(AVAILABLE DATA begins)

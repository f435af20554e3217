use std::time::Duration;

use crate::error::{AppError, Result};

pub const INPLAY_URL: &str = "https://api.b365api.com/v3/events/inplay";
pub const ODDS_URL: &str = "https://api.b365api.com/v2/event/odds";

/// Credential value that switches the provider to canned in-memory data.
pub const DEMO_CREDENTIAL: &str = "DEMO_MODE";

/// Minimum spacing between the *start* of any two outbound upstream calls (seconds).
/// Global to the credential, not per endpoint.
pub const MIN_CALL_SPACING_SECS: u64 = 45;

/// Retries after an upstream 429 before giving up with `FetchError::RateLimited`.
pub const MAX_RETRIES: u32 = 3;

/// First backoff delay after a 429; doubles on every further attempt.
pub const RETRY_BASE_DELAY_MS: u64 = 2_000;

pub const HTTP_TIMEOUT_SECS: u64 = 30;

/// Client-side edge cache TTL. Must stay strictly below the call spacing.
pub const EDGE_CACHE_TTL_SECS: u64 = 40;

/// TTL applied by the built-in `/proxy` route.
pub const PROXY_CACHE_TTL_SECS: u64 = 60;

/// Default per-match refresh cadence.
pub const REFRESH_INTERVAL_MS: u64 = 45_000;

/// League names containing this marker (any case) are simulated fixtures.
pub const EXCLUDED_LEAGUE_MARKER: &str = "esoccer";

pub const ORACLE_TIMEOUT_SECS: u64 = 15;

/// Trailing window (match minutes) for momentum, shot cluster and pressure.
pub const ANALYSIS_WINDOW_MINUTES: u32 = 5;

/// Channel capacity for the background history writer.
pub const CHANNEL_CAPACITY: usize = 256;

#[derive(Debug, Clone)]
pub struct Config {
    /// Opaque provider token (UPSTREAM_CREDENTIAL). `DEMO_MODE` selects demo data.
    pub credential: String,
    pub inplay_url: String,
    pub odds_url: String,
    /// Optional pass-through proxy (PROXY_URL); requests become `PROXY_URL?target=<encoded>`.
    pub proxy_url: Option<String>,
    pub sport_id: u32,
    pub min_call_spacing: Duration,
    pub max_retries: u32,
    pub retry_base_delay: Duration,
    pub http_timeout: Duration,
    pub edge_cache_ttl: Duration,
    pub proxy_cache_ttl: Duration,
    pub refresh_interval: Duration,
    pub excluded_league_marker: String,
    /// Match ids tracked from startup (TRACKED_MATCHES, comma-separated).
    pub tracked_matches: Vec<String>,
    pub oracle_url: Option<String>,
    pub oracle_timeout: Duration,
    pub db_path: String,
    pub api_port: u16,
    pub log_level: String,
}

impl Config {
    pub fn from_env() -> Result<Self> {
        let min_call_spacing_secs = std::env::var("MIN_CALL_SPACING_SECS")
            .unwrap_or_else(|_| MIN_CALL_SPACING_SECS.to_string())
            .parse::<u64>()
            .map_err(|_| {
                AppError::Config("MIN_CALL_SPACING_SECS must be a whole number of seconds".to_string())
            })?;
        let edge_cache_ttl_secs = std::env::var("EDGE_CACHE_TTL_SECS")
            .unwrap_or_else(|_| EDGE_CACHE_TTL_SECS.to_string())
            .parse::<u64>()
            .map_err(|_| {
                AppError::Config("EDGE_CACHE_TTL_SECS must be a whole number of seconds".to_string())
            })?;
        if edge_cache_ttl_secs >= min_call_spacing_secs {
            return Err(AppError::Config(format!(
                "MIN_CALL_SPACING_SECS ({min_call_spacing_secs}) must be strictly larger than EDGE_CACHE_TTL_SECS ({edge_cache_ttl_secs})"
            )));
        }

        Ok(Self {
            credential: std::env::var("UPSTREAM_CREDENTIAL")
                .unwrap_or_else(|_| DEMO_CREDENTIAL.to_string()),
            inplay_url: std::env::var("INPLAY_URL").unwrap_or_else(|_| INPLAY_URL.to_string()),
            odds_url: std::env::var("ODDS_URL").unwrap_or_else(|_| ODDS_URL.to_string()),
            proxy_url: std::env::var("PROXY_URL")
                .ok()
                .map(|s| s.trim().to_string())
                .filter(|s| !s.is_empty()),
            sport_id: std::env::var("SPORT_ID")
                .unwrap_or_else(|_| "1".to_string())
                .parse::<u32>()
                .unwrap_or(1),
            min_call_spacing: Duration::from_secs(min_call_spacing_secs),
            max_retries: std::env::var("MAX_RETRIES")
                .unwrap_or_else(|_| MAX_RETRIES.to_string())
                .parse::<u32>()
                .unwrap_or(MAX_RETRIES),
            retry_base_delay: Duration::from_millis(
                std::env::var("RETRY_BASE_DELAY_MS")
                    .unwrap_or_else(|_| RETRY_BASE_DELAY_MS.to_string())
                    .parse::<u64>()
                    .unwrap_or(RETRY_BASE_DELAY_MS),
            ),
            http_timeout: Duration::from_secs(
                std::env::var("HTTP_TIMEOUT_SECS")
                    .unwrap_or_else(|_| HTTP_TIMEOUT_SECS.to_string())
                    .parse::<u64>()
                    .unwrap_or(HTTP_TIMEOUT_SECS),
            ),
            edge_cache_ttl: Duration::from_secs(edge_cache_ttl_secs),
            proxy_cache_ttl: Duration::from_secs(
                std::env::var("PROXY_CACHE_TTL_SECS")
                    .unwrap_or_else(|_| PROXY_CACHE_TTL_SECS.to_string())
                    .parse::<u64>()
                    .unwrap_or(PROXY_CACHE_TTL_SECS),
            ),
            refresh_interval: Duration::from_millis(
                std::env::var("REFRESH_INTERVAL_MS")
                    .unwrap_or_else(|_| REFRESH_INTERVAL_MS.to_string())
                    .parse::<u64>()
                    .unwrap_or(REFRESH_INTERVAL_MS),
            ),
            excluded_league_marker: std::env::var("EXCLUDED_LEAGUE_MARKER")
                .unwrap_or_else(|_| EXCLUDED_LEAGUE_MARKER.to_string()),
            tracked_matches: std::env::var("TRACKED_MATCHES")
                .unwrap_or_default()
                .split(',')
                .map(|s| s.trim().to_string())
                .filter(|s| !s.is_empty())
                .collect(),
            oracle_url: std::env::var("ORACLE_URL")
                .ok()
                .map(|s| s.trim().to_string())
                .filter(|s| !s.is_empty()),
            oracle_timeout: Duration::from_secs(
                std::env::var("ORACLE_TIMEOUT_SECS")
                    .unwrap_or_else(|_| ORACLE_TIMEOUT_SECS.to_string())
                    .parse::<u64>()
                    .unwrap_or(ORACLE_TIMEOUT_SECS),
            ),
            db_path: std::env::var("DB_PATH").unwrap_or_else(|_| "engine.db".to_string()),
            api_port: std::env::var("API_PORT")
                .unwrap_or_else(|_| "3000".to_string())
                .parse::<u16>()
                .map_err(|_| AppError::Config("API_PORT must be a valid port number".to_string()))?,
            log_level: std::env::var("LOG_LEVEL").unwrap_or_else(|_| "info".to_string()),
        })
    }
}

(AVAILABLE DATA ends)

#### [YOUR GOAL]
Return the whole listing exactly, with every line included.

#### [RESPONSE FOR THIS EXERCISE]
repository f435af20554e3217
use std::time::Duration;

use crate::error::{AppError, Result};

pub const INPLAY_URL: &str = "https://api.b365api.com/v3/events/inplay";
pub const ODDS_URL: &str = "https://api.b365api.com/v2/event/odds";

/// Credential value that switches the provider to canned in-memory data.
pub const DEMO_CREDENTIAL: &str = "DEMO_MODE";

/// Minimum spacing between the *start* of any two outbound upstream calls (seconds).
/// Global to the credential, not per endpoint.
pub const MIN_CALL_SPACING_SECS: u64 = 45;

/// Retries after an upstream 429 before giving up with `FetchError::RateLimited`.
pub const MAX_RETRIES: u32 = 3;

/// First backoff delay after a 429; doubles on every further attempt.
pub const RETRY_BASE_DELAY_MS: u64 = 2_000;

pub const HTTP_TIMEOUT_SECS: u64 = 30;

/// Client-side edge cache TTL. Must stay strictly below the call spacing.
pub const EDGE_CACHE_TTL_SECS: u64 = 40;

/// TTL applied by the built-in `/proxy` route.
pub const PROXY_CACHE_TTL_SECS: u64 = 60;

/// Default per-match refresh cadence.
pub const REFRESH_INTERVAL_MS: u64 = 45_000;

/// League names containing this marker (any case) are simulated fixtures.
pub const EXCLUDED_LEAGUE_MARKER: &str = "esoccer";

pub const ORACLE_TIMEOUT_SECS: u64 = 15;

/// Trailing window (match minutes) for momentum, shot cluster and pressure.
pub const ANALYSIS_WINDOW_MINUTES: u32 = 5;

/// Channel capacity for the background history writer.
pub const CHANNEL_CAPACITY: usize = 256;

#[derive(Debug, Clone)]
pub struct Config {
    /// Opaque provider token (UPSTREAM_CREDENTIAL). `DEMO_MODE` selects demo data.
    pub credential: String,
    pub inplay_url: String,
    pub odds_url: String,
    /// Optional pass-through proxy (PROXY_URL); requests become `PROXY_URL?target=<encoded>`.
    pub proxy_url: Option<String>,
    pub sport_id: u32,
    pub min_call_spacing: Duration,
    pub max_retries: u32,
    pub retry_base_delay: Duration,
    pub http_timeout: Duration,
    pub edge_cache_ttl: Duration,
    pub proxy_cache_ttl: Duration,
    pub refresh_interval: Duration,
    pub excluded_league_marker: String,
    /// Match ids tracked from startup (TRACKED_MATCHES, comma-separated).
    pub tracked_matches: Vec<String>,
    pub oracle_url: Option<String>,
    pub oracle_timeout: Duration,
    pub db_path: String,
    pub api_port: u16,
    pub log_level: String,
}

impl Config {
    pub fn from_env() -> Result<Self> {
        let min_call_spacing_secs = std::env::var("MIN_CALL_SPACING_SECS")
            .unwrap_or_else(|_| MIN_CALL_SPACING_SECS.to_string())
            .parse::<u64>()
            .map_err(|_| {
                AppError::Config("MIN_CALL_SPACING_SECS must be a whole number of seconds".to_string())
            })?;
        let edge_cache_ttl_secs = std::env::var("EDGE_CACHE_TTL_SECS")
            .unwrap_or_else(|_| EDGE_CACHE_TTL_SECS.to_string())
            .parse::<u64>()
            .map_err(|_| {
                AppError::Config("EDGE_CACHE_TTL_SECS must be a whole number of seconds".to_string())
            })?;
        if edge_cache_ttl_secs >= min_call_spacing_secs {
            return Err(AppError::Config(format!(
                "MIN_CALL_SPACING_SECS ({min_call_spacing_secs}) must be strictly larger than EDGE_CACHE_TTL_SECS ({edge_cache_ttl_secs})"
            )));
        }

        Ok(Self {
            credential: std::env::var("UPSTREAM_CREDENTIAL")
                .unwrap_or_else(|_| DEMO_CREDENTIAL.to_string()),
            inplay_url: std::env::var("INPLAY_URL").unwrap_or_else(|_| INPLAY_URL.to_string()),
            odds_url: std::env::var("ODDS_URL").unwrap_or_else(|_| ODDS_URL.to_string()),
            proxy_url: std::env::var("PROXY_URL")
                .ok()
                .map(|s| s.trim().to_string())
                .filter(|s| !s.is_empty()),
            sport_id: std::env::var("SPORT_ID")
                .unwrap_or_else(|_| "1".to_string())
                .parse::<u32>()
                .unwrap_or(1),
            min_call_spacing: Duration::from_secs(min_call_spacing_secs),
            max_retries: std::env::var("MAX_RETRIES")
                .unwrap_or_else(|_| MAX_RETRIES.to_string())
                .parse::<u32>()
                .unwrap_or(MAX_RETRIES),
            retry_base_delay: Duration::from_millis(
                std::env::var("RETRY_BASE_DELAY_MS")
                    .unwrap_or_else(|_| RETRY_BASE_DELAY_MS.to_string())
                    .parse::<u64>()
                    .unwrap_or(RETRY_BASE_DELAY_MS),
            ),
            http_timeout: Duration::from_secs(
                std::env::var("HTTP_TIMEOUT_SECS")
                    .unwrap_or_else(|_| HTTP_TIMEOUT_SECS.to_string())
                    .parse::<u64>()
                    .unwrap_or(HTTP_TIMEOUT_SECS),
            ),
            edge_cache_ttl: Duration::from_secs(edge_cache_ttl_secs),
            proxy_cache_ttl: Duration::from_secs(
                std::env::var("PROXY_CACHE_TTL_SECS")
                    .unwrap_or_else(|_| PROXY_CACHE_TTL_SECS.to_string())
                    .parse::<u64>()
                    .unwrap_or(PROXY_CACHE_TTL_SECS),
            ),
            refresh_interval: Duration::from_millis(
                std::env::var("REFRESH_INTERVAL_MS")
                    .unwrap_or_else(|_| REFRESH_INTERVAL_MS.to_string())
                    .parse::<u64>()
                    .unwrap_or(REFRESH_INTERVAL_MS),
            ),
            excluded_league_marker: std::env::var("EXCLUDED_LEAGUE_MARKER")
                .unwrap_or_else(|_| EXCLUDED_LEAGUE_MARKER.to_string()),
            tracked_matches: std::env::var("TRACKED_MATCHES")
                .unwrap_or_default()
                .split(',')
                .map(|s| s.trim().to_string())
                .filter(|s| !s.is_empty())
                .collect(),
            oracle_url: std::env::var("ORACLE_URL")
                .ok()
                .map(|s| s.trim().to_string())
                .filter(|s| !s.is_empty()),
            oracle_timeout: Duration::from_secs(
                std::env::var("ORACLE_TIMEOUT_SECS")
                    .unwrap_or_else(|_| ORACLE_TIMEOUT_SECS.to_string())
                    .parse::<u64>()
                    .unwrap_or(ORACLE_TIMEOUT_SECS),
            ),
            db_path: std::env::var("DB_PATH").unwrap_or_else(|_| "engine.db".to_string()),
            api_port: std::env::var("API_PORT")
                .unwrap_or_else(|_| "3000".to_string())
                .parse::<u16>()
                .map_err(|_| AppError::Config("API_PORT must be a valid port number".to_string()))?,
            log_level: std::env::var("LOG_LEVEL").unwrap_or_else(|_| "info".to_string()),
        })
    }
}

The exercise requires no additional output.